* [WORK ITEM]: Can you return the records below exactly as they stand, but only from the first line through the one with "Ok(response) if response.is_ok()"?

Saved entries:
******
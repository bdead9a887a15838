use super::{ClientPort, WorkerContext, WorkerMessage};

/// Downloads `urls` strictly one after another into the pack's store.
///
/// A failed asset is skipped but still counts toward `loaded`. Only a
/// storage failure before the first asset ends the run with `PACK_ERROR`.
pub(crate) fn cache_pack(ctx: &WorkerContext, pack_name: &str, urls: &[String], client: &ClientPort) {
    let store_name = ctx.naming.store_name(pack_name);
    let total = urls.len();

    let mut storage = match ctx.open_storage() {
        Ok(storage) => storage,
        Err(err) => {
            log::error!("cannot open store {store_name}: {err:#}");
            client.post_message(WorkerMessage::PackError {
                pack_name: pack_name.to_string(),
                error: format!("{err:#}"),
            });
            return;
        }
    };

    log::info!("caching pack {pack_name}: {total} asset(s)");
    let mut stored = 0;
    for (index, raw_url) in urls.iter().enumerate() {
        match ctx.origin.resolve(raw_url) {
            Ok(url) => match ctx.fetcher.fetch(&url) {
                Ok(response) if response.is_ok() => {
                    match storage.put(&store_name, url.as_str(), &response) {
                        Ok(()) => stored += 1,
                        Err(err) => log::warn!("could not store {url}: {err:#}"),
                    }
                }
                Ok(response) => log::warn!("skipping {url}: HTTP {}", response.status),
                Err(err) => log::warn!("skipping {url}: {err}"),
            },
            Err(err) => log::warn!("skipping malformed url {raw_url}: {err}"),
        }

        let loaded = index + 1;
        client.post_message(WorkerMessage::PackProgress {
            pack_name: pack_name.to_string(),
            loaded,
            total,
            done: loaded == total,
        });
    }

    log::info!("pack {pack_name} finished: {stored}/{total} stored");
    client.post_message(WorkerMessage::PackDone {
        pack_name: pack_name.to_string(),
    });
}

/// Pack names of the current version that have a backing store.
pub(crate) fn cached_packs(ctx: &WorkerContext) -> Vec<String> {
    let keys = match ctx.open_storage().and_then(|storage| storage.keys()) {
        Ok(keys) => keys,
        Err(err) => {
            log::warn!("cannot list stores: {err:#}");
            return Vec::new();
        }
    };
    keys.iter()
        .filter_map(|name| ctx.naming.pack_name(name))
        .map(str::to_string)
        .collect()
}

#[cfg(test)]
mod tests {
    use std::sync::Arc;
    use std::sync::mpsc::Receiver;
    use std::time::Duration;

    use super::*;
    use crate::http::{HttpFetcher, Origin};
    use crate::testutil::{Route, TestServer, closed_origin, temp_dir};

    fn context(origin: Origin, storage_path: std::path::PathBuf) -> WorkerContext {
        WorkerContext::new(
            storage_path,
            origin,
            "v1",
            Arc::new(HttpFetcher::new(
                Duration::from_millis(300),
                Duration::from_millis(300),
            )),
        )
    }

    fn urls(paths: &[&str]) -> Vec<String> {
        paths.iter().map(|path| path.to_string()).collect()
    }

    fn drain(rx: &Receiver<WorkerMessage>) -> Vec<WorkerMessage> {
        rx.try_iter().collect()
    }

    #[test]
    fn partial_failure_still_reports_every_asset_then_done() {
        let server = TestServer::spawn(vec![
            ("/audio/a.mp3", Route::audio("a")),
            ("/audio/b.mp3", Route::audio("b")),
            ("/audio/d.mp3", Route::audio("d")),
        ]);
        let ctx = context(server.origin(), temp_dir("pack_partial").join("cache.db"));
        let (port, rx) = ClientPort::channel();
        let pack = urls(&["/audio/a.mp3", "/audio/b.mp3", "/audio/c.mp3", "/audio/d.mp3"]);

        cache_pack(&ctx, "medio", &pack, &port);

        let messages = drain(&rx);
        assert_eq!(messages.len(), 5);
        for (index, message) in messages[..4].iter().enumerate() {
            assert_eq!(
                *message,
                WorkerMessage::PackProgress {
                    pack_name: "medio".to_string(),
                    loaded: index + 1,
                    total: 4,
                    done: index == 3,
                }
            );
        }
        assert_eq!(
            messages[4],
            WorkerMessage::PackDone {
                pack_name: "medio".to_string()
            }
        );

        let storage = ctx.open_storage().expect("storage");
        assert_eq!(storage.entry_count("audio-pack-v1-medio").expect("count"), 3);
        let missing = ctx.origin.resolve("/audio/c.mp3").expect("url");
        assert!(storage.match_url(missing.as_str()).expect("match").is_none());
    }

    #[test]
    fn unreachable_asset_is_skipped_and_the_rest_are_stored() {
        let server = TestServer::spawn(vec![
            ("/audio/a.mp3", Route::audio("a")),
            ("/audio/c.mp3", Route::audio("c")),
        ]);
        let ctx = context(server.origin(), temp_dir("pack_unreachable").join("cache.db"));
        let (port, rx) = ClientPort::channel();
        let unreachable = format!("{}audio/b.mp3", closed_origin().as_str());
        let pack = vec![
            "/audio/a.mp3".to_string(),
            unreachable.clone(),
            "/audio/c.mp3".to_string(),
        ];

        cache_pack(&ctx, "facil", &pack, &port);

        let messages = drain(&rx);
        assert_eq!(messages.len(), 4);
        let progress: Vec<_> = messages[..3]
            .iter()
            .map(|message| match message {
                WorkerMessage::PackProgress { loaded, total, .. } => (*loaded, *total),
                other => panic!("expected PACK_PROGRESS, got {other:?}"),
            })
            .collect();
        assert_eq!(progress, [(1, 3), (2, 3), (3, 3)]);
        assert_eq!(
            messages[3],
            WorkerMessage::PackDone {
                pack_name: "facil".to_string()
            }
        );

        let storage = ctx.open_storage().expect("storage");
        assert_eq!(storage.entry_count("audio-pack-v1-facil").expect("count"), 2);
        assert!(storage.match_url(&unreachable).expect("match").is_none());
    }

    #[test]
    fn oversized_asset_is_skipped_not_stored_truncated() {
        let server = TestServer::spawn(vec![
            ("/audio/big.mp3", Route::audio(&"x".repeat(64))),
            ("/audio/small.mp3", Route::audio("ok")),
        ]);
        let ctx = WorkerContext::new(
            temp_dir("pack_oversized").join("cache.db"),
            server.origin(),
            "v1",
            Arc::new(
                HttpFetcher::new(Duration::from_millis(300), Duration::from_millis(300))
                    .with_body_limit(32),
            ),
        );
        let (port, rx) = ClientPort::channel();

        cache_pack(&ctx, "facil", &urls(&["/audio/big.mp3", "/audio/small.mp3"]), &port);

        let messages = drain(&rx);
        assert_eq!(messages.len(), 3);
        assert!(matches!(messages[2], WorkerMessage::PackDone { .. }));
        let storage = ctx.open_storage().expect("storage");
        assert_eq!(storage.entry_count("audio-pack-v1-facil").expect("count"), 1);
        let big = ctx.origin.resolve("/audio/big.mp3").expect("url");
        assert!(storage.match_url(big.as_str()).expect("match").is_none());
    }

    #[test]
    fn repeating_a_download_overwrites_instead_of_duplicating() {
        let server = TestServer::spawn(vec![
            ("/audio/a.mp3", Route::audio("a")),
            ("/audio/b.mp3", Route::audio("b")),
        ]);
        let ctx = context(server.origin(), temp_dir("pack_repeat").join("cache.db"));
        let (port, _rx) = ClientPort::channel();
        let pack = urls(&["/audio/a.mp3", "/audio/b.mp3"]);

        cache_pack(&ctx, "facil", &pack, &port);
        cache_pack(&ctx, "facil", &pack, &port);

        let storage = ctx.open_storage().expect("storage");
        assert_eq!(storage.keys().expect("keys"), ["audio-pack-v1-facil"]);
        assert_eq!(storage.entry_count("audio-pack-v1-facil").expect("count"), 2);
        let b = ctx.origin.resolve("/audio/b.mp3").expect("url");
        let hit = storage.match_url(b.as_str()).expect("match").expect("b stored");
        assert_eq!(hit.body, b"b");
        assert_eq!(server.hits("/audio/a.mp3"), 2);
    }

    #[test]
    fn all_failures_leave_no_store_behind() {
        let server = TestServer::spawn(vec![("/audio/x.mp3", Route::status(500))]);
        let ctx = context(server.origin(), temp_dir("pack_none").join("cache.db"));
        let (port, rx) = ClientPort::channel();

        cache_pack(&ctx, "dificil", &urls(&["/audio/x.mp3", "/audio/y.mp3"]), &port);

        let messages = drain(&rx);
        assert_eq!(messages.len(), 3);
        assert!(matches!(messages[2], WorkerMessage::PackDone { .. }));
        assert!(cached_packs(&ctx).is_empty());
    }

    #[test]
    fn storage_failure_reports_pack_error_without_done() {
        let server = TestServer::spawn(vec![("/audio/a.mp3", Route::audio("a"))]);
        // A directory cannot be opened as a database.
        let ctx = context(server.origin(), temp_dir("pack_error"));
        let (port, rx) = ClientPort::channel();

        cache_pack(&ctx, "facil", &urls(&["/audio/a.mp3"]), &port);

        let messages = drain(&rx);
        assert_eq!(messages.len(), 1);
        let WorkerMessage::PackError { pack_name, error } = &messages[0] else {
            panic!("expected PACK_ERROR, got {:?}", messages[0]);
        };
        assert_eq!(pack_name, "facil");
        assert!(!error.is_empty());
        assert_eq!(server.request_count(), 0);
    }

    #[test]
    fn empty_pack_finishes_immediately() {
        let server = TestServer::spawn(Vec::new());
        let ctx = context(server.origin(), temp_dir("pack_empty").join("cache.db"));
        let (port, rx) = ClientPort::channel();

        cache_pack(&ctx, "medio", &[], &port);

        assert_eq!(
            drain(&rx),
            [WorkerMessage::PackDone {
                pack_name: "medio".to_string()
            }]
        );
    }
}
******
* [ANSWER BOX]:
repository bdead9a887a15838
use super::{ClientPort, WorkerContext, WorkerMessage};

/// Downloads `urls` strictly one after another into the pack's store.
///
/// A failed asset is skipped but still counts toward `loaded`. Only a
/// storage failure before the first asset ends the run with `PACK_ERROR`.
pub(crate) fn cache_pack(ctx: &WorkerContext, pack_name: &str, urls: &[String], client: &ClientPort) {
    let store_name = ctx.naming.store_name(pack_name);
    let total = urls.len();

    let mut storage = match ctx.open_storage() {
        Ok(storage) => storage,
        Err(err) => {
            log::error!("cannot open store {store_name}: {err:#}");
            client.post_message(WorkerMessage::PackError {
                pack_name: pack_name.to_string(),
                error: format!("{err:#}"),
            });
            return;
        }
    };

    log::info!("caching pack {pack_name}: {total} asset(s)");
    let mut stored = 0;
    for (index, raw_url) in urls.iter().enumerate() {
        match ctx.origin.resolve(raw_url) {
            Ok(url) => match ctx.fetcher.fetch(&url) {
                Ok(response) if response.is_ok() => {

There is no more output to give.